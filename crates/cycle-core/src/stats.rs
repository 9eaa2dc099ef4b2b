use serde::Serialize;
use std::time::Duration;

/// Point-in-time copy of the controller's cycle statistics.
#[derive(Clone, Copy, Default, Debug, PartialEq, Serialize)]
pub struct CycleStats {
    pub cycle_count: u64,
    pub last_execution_time: Duration,
    pub avg_execution_time: Duration,
    pub max_execution_time: Duration,
    pub last_interval_time: Duration,
    pub avg_interval_time: Duration,
    /// Result of the most recent successful work invocation.
    pub working_counter: Option<i64>,
    /// Cycles that ran past the following target and forced a resync.
    pub overruns: u64,
}

/// Incremental statistics. O(1) per cycle, no sample history.
///
/// Means are kept in `f64` nanoseconds and rounded when a snapshot is taken.
#[derive(Clone, Default, Debug)]
pub struct StatsAccumulator {
    cycle_count: u64,
    interval_samples: u64,
    last_execution: Duration,
    max_execution: Duration,
    avg_execution_ns: f64,
    last_interval: Duration,
    avg_interval_ns: f64,
    working_counter: Option<i64>,
    overruns: u64,
}

impl StatsAccumulator {
    pub fn new() -> Self {
        Self::default()
    }

    /// Record one completed cycle.
    ///
    /// `interval` is `None` for the first cycle after a start or reset, which
    /// has no predecessor; such cycles count but do not feed the interval mean.
    pub fn record_cycle(&mut self, execution: Duration, interval: Option<Duration>) {
        self.cycle_count += 1;
        self.last_execution = execution;
        self.max_execution = self.max_execution.max(execution);
        self.avg_execution_ns = running_mean(
            self.avg_execution_ns,
            execution.as_nanos() as f64,
            self.cycle_count,
        );

        if let Some(interval) = interval {
            self.interval_samples += 1;
            self.last_interval = interval;
            self.avg_interval_ns = running_mean(
                self.avg_interval_ns,
                interval.as_nanos() as f64,
                self.interval_samples,
            );
        }
    }

    /// Overwrite the working counter with the latest successful result.
    pub fn set_working_counter(&mut self, value: Option<i64>) {
        self.working_counter = value;
    }

    pub fn record_overrun(&mut self) {
        self.overruns += 1;
    }

    pub fn reset(&mut self) {
        *self = Self::default();
    }

    pub fn cycle_count(&self) -> u64 {
        self.cycle_count
    }

    pub fn snapshot(&self) -> CycleStats {
        CycleStats {
            cycle_count: self.cycle_count,
            last_execution_time: self.last_execution,
            avg_execution_time: nanos_to_duration(self.avg_execution_ns),
            max_execution_time: self.max_execution,
            last_interval_time: self.last_interval,
            avg_interval_time: nanos_to_duration(self.avg_interval_ns),
            working_counter: self.working_counter,
            overruns: self.overruns,
        }
    }
}

#[inline]
fn running_mean(avg: f64, sample: f64, n: u64) -> f64 {
    if n == 0 {
        return 0.0;
    }
    avg + (sample - avg) / n as f64
}

fn nanos_to_duration(ns: f64) -> Duration {
    if ns.is_finite() && ns > 0.0 {
        Duration::from_nanos(ns.round() as u64)
    } else {
        Duration::ZERO
    }
}

#[cfg(test)]
mod tests {
    use super::*;

    fn us(v: u64) -> Duration {
        Duration::from_micros(v)
    }

    #[test]
    fn empty_snapshot_is_zero() {
        let stats = StatsAccumulator::new().snapshot();
        assert_eq!(stats, CycleStats::default());
        assert_eq!(stats.avg_execution_time, Duration::ZERO);
        assert_eq!(stats.working_counter, None);
    }

    #[test]
    fn mean_of_three_samples() {
        let mut acc = StatsAccumulator::new();
        acc.record_cycle(us(100), None);
        acc.record_cycle(us(200), Some(us(1000)));
        acc.record_cycle(us(600), Some(us(3000)));

        let stats = acc.snapshot();
        assert_eq!(stats.cycle_count, 3);
        assert_eq!(stats.last_execution_time, us(600));
        assert_eq!(stats.avg_execution_time, us(300));
        assert_eq!(stats.max_execution_time, us(600));
        assert_eq!(stats.last_interval_time, us(3000));
        assert_eq!(stats.avg_interval_time, us(2000));
    }

    #[test]
    fn first_cycle_has_no_interval() {
        let mut acc = StatsAccumulator::new();
        acc.record_cycle(us(50), None);
        let stats = acc.snapshot();
        assert_eq!(stats.cycle_count, 1);
        assert_eq!(stats.last_interval_time, Duration::ZERO);
        assert_eq!(stats.avg_interval_time, Duration::ZERO);
    }

    #[test]
    fn working_counter_is_overwritten_not_summed() {
        let mut acc = StatsAccumulator::new();
        acc.set_working_counter(Some(3));
        acc.set_working_counter(Some(7));
        assert_eq!(acc.snapshot().working_counter, Some(7));
        acc.set_working_counter(None);
        assert_eq!(acc.snapshot().working_counter, None);
    }

    #[test]
    fn reset_clears_everything() {
        let mut acc = StatsAccumulator::new();
        acc.record_cycle(us(10), None);
        acc.record_cycle(us(10), Some(us(10)));
        acc.set_working_counter(Some(4));
        acc.record_overrun();

        acc.reset();
        assert_eq!(acc.snapshot(), CycleStats::default());
        assert_eq!(acc.cycle_count(), 0);
    }

    #[test]
    fn snapshot_serializes() {
        let mut acc = StatsAccumulator::new();
        acc.record_cycle(us(10), None);
        acc.set_working_counter(Some(2));
        let json = serde_json::to_value(acc.snapshot()).unwrap();
        assert_eq!(json["cycle_count"], 1);
        assert_eq!(json["working_counter"], 2);
    }
}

* [YOUR TASK]: Within the listing above, filter for lines holding the string "Debug" and copy each one.

* [EXERCISE OUTPUT]:
#[derive(Clone, Copy, Default, Debug, PartialEq, Serialize)]
#[derive(Clone, Default, Debug)]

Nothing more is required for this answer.